Stored records:
******
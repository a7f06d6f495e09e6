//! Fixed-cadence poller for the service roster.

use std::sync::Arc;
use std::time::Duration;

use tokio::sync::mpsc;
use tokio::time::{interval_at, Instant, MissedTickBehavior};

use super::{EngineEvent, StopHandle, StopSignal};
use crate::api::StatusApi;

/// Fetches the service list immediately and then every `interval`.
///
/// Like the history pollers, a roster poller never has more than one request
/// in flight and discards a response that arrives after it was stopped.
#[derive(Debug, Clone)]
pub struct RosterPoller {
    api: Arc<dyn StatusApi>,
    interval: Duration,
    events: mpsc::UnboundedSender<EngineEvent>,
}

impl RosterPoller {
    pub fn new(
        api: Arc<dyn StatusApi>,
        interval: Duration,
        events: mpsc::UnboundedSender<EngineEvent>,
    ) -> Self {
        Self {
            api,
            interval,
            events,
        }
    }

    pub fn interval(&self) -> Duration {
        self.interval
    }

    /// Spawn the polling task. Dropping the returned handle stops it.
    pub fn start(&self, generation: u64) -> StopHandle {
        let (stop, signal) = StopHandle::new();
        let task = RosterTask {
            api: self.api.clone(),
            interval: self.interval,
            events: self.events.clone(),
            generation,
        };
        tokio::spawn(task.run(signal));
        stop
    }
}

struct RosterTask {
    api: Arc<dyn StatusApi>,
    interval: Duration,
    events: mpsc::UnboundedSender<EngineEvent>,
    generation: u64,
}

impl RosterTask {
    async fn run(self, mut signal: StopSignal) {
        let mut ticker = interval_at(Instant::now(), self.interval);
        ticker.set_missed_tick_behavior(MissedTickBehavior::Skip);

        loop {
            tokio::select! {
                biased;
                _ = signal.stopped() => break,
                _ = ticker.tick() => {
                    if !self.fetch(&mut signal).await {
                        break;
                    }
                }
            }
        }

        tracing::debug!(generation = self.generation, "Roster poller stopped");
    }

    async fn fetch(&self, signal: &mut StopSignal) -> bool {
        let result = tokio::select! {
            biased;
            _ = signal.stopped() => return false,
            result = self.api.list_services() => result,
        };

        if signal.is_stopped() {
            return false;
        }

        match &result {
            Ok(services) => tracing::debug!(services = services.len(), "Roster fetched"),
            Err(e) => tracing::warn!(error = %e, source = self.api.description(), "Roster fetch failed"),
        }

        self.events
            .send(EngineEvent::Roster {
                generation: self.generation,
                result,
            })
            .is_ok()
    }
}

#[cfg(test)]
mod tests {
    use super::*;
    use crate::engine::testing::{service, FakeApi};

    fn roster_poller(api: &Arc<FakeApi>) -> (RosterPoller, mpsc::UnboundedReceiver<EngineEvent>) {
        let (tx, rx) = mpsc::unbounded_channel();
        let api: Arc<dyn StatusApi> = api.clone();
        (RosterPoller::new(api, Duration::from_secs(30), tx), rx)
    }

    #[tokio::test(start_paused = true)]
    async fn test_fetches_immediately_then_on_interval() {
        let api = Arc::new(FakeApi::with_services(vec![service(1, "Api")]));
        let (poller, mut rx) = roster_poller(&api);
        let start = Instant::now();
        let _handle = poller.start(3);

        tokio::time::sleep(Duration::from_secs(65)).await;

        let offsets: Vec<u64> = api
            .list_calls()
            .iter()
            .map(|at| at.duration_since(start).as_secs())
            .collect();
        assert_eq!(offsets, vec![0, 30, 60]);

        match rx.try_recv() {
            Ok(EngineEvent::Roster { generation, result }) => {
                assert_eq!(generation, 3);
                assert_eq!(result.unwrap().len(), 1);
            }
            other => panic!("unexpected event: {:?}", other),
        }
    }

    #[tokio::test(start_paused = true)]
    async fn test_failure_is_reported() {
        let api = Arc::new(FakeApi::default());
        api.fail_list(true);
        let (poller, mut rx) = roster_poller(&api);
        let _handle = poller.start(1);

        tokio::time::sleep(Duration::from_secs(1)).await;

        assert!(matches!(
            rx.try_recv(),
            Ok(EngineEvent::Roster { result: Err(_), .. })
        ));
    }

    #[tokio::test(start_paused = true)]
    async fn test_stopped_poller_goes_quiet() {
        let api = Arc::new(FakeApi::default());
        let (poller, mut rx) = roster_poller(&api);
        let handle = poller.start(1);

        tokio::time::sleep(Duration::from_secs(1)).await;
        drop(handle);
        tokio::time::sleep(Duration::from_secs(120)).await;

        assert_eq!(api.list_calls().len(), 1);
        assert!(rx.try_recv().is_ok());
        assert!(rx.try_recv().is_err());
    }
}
******
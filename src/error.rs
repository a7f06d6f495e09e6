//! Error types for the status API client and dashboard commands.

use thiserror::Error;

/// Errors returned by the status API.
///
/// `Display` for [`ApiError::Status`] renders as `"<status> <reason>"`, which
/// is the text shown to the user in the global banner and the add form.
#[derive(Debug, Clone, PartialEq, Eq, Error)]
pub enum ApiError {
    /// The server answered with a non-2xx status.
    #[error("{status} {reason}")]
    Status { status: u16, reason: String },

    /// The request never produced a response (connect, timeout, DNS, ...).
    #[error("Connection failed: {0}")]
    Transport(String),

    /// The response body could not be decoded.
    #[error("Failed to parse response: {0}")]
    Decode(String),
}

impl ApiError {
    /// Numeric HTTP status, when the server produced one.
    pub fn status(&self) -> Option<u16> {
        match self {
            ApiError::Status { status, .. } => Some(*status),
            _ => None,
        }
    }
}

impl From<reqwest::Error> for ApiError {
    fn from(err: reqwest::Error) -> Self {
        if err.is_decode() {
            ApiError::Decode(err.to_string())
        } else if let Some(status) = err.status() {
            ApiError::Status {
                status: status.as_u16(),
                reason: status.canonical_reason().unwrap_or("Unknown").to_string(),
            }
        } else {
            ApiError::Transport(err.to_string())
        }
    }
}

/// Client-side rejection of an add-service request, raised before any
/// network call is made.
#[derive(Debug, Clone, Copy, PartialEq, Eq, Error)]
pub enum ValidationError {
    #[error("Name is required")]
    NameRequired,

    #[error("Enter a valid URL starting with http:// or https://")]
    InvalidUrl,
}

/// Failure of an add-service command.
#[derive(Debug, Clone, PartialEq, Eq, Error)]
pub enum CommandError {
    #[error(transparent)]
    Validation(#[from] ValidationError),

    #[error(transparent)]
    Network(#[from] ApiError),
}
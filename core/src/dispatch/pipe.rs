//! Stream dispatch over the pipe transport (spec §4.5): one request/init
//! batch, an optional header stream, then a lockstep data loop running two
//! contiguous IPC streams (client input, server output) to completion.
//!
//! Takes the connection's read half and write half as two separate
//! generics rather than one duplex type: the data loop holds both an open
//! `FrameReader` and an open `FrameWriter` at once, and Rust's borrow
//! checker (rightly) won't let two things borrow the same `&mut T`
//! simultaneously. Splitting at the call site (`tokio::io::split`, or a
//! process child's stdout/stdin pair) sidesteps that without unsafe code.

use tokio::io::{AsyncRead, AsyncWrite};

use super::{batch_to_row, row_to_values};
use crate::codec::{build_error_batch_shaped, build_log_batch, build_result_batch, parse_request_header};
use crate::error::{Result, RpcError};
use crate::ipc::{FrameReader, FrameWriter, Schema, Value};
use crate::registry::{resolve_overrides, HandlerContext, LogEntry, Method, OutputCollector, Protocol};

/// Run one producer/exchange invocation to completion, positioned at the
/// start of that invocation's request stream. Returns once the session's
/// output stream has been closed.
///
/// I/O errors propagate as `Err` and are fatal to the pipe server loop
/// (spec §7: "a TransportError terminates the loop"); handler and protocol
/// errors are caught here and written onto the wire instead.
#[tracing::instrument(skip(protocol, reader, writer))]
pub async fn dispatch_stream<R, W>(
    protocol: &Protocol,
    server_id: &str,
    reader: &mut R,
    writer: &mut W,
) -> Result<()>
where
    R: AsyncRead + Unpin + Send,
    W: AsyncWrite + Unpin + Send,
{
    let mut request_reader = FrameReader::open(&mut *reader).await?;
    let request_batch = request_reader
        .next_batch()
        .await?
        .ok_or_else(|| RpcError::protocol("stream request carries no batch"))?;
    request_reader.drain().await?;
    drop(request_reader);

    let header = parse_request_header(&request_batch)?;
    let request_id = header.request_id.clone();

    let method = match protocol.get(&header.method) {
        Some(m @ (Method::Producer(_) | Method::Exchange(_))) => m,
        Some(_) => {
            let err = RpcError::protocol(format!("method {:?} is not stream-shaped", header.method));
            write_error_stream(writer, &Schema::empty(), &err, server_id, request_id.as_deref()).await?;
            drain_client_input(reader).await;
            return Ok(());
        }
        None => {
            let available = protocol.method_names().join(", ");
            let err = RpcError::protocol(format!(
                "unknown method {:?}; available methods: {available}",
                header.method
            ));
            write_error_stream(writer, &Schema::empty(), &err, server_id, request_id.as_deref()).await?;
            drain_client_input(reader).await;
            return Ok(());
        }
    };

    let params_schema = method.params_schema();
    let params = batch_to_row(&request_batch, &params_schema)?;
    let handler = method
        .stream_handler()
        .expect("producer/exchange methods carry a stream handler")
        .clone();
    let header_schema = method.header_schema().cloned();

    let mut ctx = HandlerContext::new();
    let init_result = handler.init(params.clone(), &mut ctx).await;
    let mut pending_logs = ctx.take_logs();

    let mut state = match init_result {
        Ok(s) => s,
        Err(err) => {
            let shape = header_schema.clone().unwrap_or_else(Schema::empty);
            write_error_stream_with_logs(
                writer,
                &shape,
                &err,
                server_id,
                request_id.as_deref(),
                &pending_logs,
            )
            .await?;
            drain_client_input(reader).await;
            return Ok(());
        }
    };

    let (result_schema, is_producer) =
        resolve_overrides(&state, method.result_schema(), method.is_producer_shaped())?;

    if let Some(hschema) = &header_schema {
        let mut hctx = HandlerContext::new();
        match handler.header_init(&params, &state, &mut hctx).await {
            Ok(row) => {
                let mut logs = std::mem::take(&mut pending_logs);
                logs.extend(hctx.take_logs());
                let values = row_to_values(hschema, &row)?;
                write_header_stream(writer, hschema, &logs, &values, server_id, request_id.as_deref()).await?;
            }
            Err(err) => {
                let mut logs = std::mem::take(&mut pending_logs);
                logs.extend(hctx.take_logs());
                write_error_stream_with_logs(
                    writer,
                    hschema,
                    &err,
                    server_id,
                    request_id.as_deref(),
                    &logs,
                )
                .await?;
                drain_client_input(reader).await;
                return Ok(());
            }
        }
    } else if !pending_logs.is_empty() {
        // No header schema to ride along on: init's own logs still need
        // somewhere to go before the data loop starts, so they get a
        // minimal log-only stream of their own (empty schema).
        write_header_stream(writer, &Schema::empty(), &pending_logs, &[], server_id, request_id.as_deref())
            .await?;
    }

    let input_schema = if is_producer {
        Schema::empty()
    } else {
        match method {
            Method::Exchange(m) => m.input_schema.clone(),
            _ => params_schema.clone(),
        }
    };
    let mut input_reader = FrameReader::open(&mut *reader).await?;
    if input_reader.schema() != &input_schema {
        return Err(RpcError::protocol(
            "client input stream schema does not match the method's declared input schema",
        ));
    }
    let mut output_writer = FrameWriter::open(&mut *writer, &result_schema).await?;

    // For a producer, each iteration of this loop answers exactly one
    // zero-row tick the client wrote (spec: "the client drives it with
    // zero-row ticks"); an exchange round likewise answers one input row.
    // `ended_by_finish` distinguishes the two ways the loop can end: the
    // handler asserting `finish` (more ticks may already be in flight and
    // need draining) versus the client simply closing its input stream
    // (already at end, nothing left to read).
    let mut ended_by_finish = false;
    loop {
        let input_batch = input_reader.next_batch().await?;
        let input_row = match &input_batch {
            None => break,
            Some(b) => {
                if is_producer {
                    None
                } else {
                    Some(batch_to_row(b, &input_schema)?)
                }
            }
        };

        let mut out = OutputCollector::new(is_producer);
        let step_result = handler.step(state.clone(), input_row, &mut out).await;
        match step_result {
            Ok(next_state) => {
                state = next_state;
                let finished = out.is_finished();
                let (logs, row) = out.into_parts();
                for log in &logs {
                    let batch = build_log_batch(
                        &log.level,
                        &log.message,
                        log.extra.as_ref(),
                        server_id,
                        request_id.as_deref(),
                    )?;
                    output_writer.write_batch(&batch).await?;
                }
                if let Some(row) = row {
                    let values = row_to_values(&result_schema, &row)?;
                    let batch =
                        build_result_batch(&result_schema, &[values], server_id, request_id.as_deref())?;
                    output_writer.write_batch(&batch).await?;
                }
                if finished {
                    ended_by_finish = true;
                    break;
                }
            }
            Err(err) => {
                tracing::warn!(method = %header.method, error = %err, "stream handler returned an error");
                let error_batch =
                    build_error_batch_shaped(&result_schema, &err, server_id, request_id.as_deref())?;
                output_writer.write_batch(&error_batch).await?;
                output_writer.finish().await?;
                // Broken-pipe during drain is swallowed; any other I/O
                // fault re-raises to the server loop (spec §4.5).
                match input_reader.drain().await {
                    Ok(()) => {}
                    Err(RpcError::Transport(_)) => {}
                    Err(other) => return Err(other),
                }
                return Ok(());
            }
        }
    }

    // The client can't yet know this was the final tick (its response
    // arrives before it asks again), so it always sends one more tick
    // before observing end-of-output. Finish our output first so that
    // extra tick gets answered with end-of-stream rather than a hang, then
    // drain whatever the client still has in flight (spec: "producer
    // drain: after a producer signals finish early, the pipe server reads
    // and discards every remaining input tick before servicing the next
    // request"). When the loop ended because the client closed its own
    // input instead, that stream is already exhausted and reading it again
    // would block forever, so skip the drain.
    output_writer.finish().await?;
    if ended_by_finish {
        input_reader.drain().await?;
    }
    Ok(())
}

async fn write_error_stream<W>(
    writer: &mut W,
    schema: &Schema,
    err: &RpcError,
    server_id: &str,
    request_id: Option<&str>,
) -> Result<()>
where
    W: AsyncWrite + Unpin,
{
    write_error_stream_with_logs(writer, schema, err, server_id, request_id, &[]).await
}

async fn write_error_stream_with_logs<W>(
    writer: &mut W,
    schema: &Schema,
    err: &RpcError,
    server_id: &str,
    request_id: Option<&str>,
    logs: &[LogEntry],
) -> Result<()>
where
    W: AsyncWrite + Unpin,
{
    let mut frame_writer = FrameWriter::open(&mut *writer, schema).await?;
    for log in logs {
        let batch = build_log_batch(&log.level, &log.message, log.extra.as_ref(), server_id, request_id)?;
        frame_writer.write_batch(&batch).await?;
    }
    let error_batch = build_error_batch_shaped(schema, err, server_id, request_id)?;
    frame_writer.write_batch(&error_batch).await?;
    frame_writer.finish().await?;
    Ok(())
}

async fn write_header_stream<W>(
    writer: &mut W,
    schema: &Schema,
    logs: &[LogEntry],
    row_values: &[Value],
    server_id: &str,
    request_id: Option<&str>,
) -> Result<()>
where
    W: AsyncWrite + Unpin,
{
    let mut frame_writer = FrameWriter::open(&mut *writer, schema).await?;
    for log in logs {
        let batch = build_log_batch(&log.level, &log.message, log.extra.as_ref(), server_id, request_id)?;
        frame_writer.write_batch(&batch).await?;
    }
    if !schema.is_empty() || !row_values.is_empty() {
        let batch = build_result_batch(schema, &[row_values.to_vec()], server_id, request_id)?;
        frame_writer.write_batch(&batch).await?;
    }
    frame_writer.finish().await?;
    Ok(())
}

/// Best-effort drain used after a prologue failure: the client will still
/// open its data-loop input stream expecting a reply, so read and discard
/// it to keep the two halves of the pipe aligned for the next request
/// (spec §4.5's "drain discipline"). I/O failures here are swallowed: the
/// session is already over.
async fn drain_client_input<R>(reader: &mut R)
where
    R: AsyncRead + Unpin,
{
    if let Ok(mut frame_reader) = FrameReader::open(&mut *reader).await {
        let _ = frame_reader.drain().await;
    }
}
******
Work order |
Of all the entries above, repeat only the lines from the line that has "let request_batch = request_reader" to the line that has "let params = batch_to_row(&request_batch, &params_schema)?;", both lines included, exactly.

Final answer |
    let request_batch = request_reader
        .next_batch()
        .await?
        .ok_or_else(|| RpcError::protocol("stream request carries no batch"))?;
    request_reader.drain().await?;
    drop(request_reader);

    let header = parse_request_header(&request_batch)?;
    let request_id = header.request_id.clone();

    let method = match protocol.get(&header.method) {
        Some(m @ (Method::Producer(_) | Method::Exchange(_))) => m,
        Some(_) => {
            let err = RpcError::protocol(format!("method {:?} is not stream-shaped", header.method));
            write_error_stream(writer, &Schema::empty(), &err, server_id, request_id.as_deref()).await?;
            drain_client_input(reader).await;
            return Ok(());
        }
        None => {
            let available = protocol.method_names().join(", ");
            let err = RpcError::protocol(format!(
                "unknown method {:?}; available methods: {available}",
                header.method
            ));
            write_error_stream(writer, &Schema::empty(), &err, server_id, request_id.as_deref()).await?;
            drain_client_input(reader).await;
            return Ok(());
        }
    };

    let params_schema = method.params_schema();
    let params = batch_to_row(&request_batch, &params_schema)?;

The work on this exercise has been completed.